Machine learning emulation of precipitation from km-scale UK regional climate simulations using a diffusion model
This enables more efficient high-resolution precipitation predictions for climate simulations, benefiting climate researchers and policymakers, though it is incremental as it applies an existing ML method to a specific domain problem.
The authors tackled the high computational cost of convection-permitting climate models by developing a diffusion model-based emulator that downscales precipitation from 60km to 8.8km resolution, achieving similar spatial structure and intensity distribution as the original simulations at much lower cost.

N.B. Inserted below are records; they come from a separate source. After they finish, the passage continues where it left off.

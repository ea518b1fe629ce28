use super::domain::{Listing, ListingId};

/// In-memory listing collection, fetched once on catalog load. Insertion
/// order is the display order the filter engine preserves. Mutations only
/// happen after the record store confirms the matching create/edit/delete.
#[derive(Debug, Default)]
pub struct ListingStore {
    listings: Vec<Listing>,
}

impl ListingStore {
    pub fn new() -> Self {
        Self::default()
    }

    pub fn replace_all(&mut self, listings: Vec<Listing>) {
        self.listings = listings;
    }

    /// Appends a new listing, or replaces in place when the id already
    /// exists so a confirmed re-create cannot duplicate a row.
    pub fn add(&mut self, listing: Listing) {
        match self.position(&listing.id) {
            Some(idx) => self.listings[idx] = listing,
            None => self.listings.push(listing),
        }
    }

    /// Replaces an existing listing, keeping its position. Returns false
    /// when the id is unknown.
    pub fn replace(&mut self, listing: Listing) -> bool {
        match self.position(&listing.id) {
            Some(idx) => {
                self.listings[idx] = listing;
                true
            }
            None => false,
        }
    }

    pub fn remove(&mut self, id: &ListingId) -> Option<Listing> {
        self.position(id).map(|idx| self.listings.remove(idx))
    }

    pub fn get(&self, id: &ListingId) -> Option<&Listing> {
        self.listings.iter().find(|listing| &listing.id == id)
    }

    pub fn all(&self) -> &[Listing] {
        &self.listings
    }

    pub fn len(&self) -> usize {
        self.listings.len()
    }

    pub fn is_empty(&self) -> bool {
        self.listings.is_empty()
    }

    fn position(&self, id: &ListingId) -> Option<usize> {
        self.listings.iter().position(|listing| &listing.id == id)
    }
}

#[cfg(test)]
mod tests {
    use super::*;
    use crate::catalog::domain::{Agent, ListingDraft, ListingStatus, PropertyType};

    fn listing(id: &str, title: &str) -> Listing {
        Listing {
            id: ListingId(id.to_string()),
            created_at: None,
            draft: ListingDraft {
                title: title.to_string(),
                description: String::new(),
                location: "Lagos".to_string(),
                price: 1_000_000,
                property_type: PropertyType::Apartment,
                status: ListingStatus::Rent,
                bedrooms: 1,
                bathrooms: 1,
                area: 600,
                year_built: None,
                features: Vec::new(),
                image: String::new(),
                images: Vec::new(),
                agent: Agent {
                    name: "Agent".to_string(),
                    phone: String::new(),
                    email: "agent@example.com".to_string(),
                    rating: None,
                },
            },
        }
    }

    #[test]
    fn add_keeps_insertion_order_and_deduplicates_by_id() {
        let mut store = ListingStore::new();
        store.add(listing("a", "first"));
        store.add(listing("b", "second"));
        store.add(listing("a", "first, revised"));

        assert_eq!(store.len(), 2);
        assert_eq!(store.all()[0].draft.title, "first, revised");
        assert_eq!(store.all()[1].id.0, "b");
    }

    #[test]
    fn replace_preserves_position() {
        let mut store = ListingStore::new();
        store.replace_all(vec![listing("a", "one"), listing("b", "two")]);

        assert!(store.replace(listing("a", "one, edited")));
        assert_eq!(store.all()[0].draft.title, "one, edited");
        assert!(!store.replace(listing("zz", "ghost")));
    }

    #[test]
    fn remove_returns_the_evicted_listing() {
        let mut store = ListingStore::new();
        store.replace_all(vec![listing("a", "one"), listing("b", "two")]);

        let gone = store.remove(&ListingId("a".to_string())).expect("removed");
        assert_eq!(gone.id.0, "a");
        assert_eq!(store.len(), 1);
        assert!(store.remove(&ListingId("a".to_string())).is_none());
    }
}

High-resolution climate simulations are valuable for understanding climate change impacts. This has motivated use of regional convection-permitting climate models (CPMs), but these are very computationally expensive. We present a convection-permitting model generative emulator (CPMGEM), to skilfully emulate precipitation simulations by a 2.2km-resolution regional CPM at much lower cost. This utilises a generative machine learning approach, a diffusion model. It takes inputs at the 60km resolution of the driving global climate model and downscales these to 8.8km, with daily-mean time resolution, capturing the effect of convective processes represented in the CPM at these scales. The emulator is trained on simulations over England and Wales from the United Kingdom Climate Projections Local product, covering years between 1980 and 2080 following a high emissions scenario. The output precipitation has a similar spatial structure and intensity distribution as in the CPM simulations. The emulator is stochastic, which improves the realism of samples. We include some evidence about the emulator's skill for extreme events with return times up to ~100 years. We demonstrate successful transfer from a "perfect model" training setting to application using GCM variable inputs. It captures the main features of the simulated 21st century climate change, but exhibits some error in the magnitude. We also show that the method can be useful in situations with limited amounts of high-resolution data. Potential applications include producing high-resolution precipitation predictions for large-ensemble climate simulations and producing output based on different GCMs and climate change scenarios to better sample uncertainty.